Problem statement
Count the lines below that contain the word "unit", and state only that number.

========================================

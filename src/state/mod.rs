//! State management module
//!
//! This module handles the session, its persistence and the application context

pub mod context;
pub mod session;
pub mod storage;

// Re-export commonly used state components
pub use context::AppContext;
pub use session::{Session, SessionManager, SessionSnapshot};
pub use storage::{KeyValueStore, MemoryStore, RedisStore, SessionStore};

========================================

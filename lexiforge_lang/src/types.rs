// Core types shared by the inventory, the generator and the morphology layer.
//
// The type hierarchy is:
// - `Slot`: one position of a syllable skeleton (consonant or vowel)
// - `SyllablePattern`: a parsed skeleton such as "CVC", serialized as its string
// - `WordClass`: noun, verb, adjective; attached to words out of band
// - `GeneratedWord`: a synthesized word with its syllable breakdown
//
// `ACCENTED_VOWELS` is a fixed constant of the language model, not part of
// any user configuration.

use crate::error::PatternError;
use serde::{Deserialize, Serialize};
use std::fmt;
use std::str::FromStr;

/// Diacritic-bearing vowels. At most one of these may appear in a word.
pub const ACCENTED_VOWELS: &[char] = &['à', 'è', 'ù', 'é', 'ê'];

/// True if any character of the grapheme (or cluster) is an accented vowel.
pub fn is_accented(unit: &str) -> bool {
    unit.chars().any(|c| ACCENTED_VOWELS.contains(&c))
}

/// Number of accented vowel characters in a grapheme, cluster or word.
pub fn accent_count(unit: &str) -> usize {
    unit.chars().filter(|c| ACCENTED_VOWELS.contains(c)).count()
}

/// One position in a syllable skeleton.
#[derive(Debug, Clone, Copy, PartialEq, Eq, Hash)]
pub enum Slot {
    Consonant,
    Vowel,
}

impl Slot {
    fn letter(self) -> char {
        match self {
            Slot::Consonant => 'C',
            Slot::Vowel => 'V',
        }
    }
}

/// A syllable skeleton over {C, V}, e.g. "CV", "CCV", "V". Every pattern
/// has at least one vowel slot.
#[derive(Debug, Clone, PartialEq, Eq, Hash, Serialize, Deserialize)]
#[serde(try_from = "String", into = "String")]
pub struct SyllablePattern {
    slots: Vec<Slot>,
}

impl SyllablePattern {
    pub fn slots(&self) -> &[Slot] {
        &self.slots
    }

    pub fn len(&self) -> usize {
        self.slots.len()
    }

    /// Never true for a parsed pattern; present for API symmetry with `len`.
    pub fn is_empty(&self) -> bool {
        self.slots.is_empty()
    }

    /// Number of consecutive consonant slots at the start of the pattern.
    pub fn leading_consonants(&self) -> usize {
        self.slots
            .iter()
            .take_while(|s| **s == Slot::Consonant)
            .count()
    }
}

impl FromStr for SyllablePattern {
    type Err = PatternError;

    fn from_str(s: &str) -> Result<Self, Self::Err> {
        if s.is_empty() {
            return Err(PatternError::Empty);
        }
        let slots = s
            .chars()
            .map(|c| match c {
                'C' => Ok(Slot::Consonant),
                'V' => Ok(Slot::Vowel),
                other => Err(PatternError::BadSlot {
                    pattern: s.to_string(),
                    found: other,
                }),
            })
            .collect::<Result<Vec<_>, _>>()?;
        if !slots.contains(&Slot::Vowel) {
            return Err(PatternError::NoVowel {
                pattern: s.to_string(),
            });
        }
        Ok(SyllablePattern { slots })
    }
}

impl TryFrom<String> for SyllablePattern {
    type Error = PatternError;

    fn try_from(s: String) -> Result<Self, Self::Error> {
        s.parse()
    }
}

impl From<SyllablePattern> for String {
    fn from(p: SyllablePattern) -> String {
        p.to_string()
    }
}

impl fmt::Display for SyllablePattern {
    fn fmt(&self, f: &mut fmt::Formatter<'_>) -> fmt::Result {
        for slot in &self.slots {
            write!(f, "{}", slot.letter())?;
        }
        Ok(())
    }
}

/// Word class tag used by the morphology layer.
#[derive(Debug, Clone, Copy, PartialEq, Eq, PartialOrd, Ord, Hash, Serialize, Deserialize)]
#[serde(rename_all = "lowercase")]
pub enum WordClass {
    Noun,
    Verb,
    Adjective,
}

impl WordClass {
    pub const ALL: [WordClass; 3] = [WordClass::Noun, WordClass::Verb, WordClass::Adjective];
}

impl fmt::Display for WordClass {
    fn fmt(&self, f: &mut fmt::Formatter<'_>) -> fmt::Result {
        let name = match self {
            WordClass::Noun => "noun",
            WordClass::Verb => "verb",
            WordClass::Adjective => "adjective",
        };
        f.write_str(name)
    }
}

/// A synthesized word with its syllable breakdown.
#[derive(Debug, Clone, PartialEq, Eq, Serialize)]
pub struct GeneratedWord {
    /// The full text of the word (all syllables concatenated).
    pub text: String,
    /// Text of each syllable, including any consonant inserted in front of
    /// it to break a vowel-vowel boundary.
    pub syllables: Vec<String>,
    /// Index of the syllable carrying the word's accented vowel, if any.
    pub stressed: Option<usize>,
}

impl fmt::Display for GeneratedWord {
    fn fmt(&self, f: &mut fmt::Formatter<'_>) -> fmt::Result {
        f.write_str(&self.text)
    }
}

========================================

Answer to the problem
4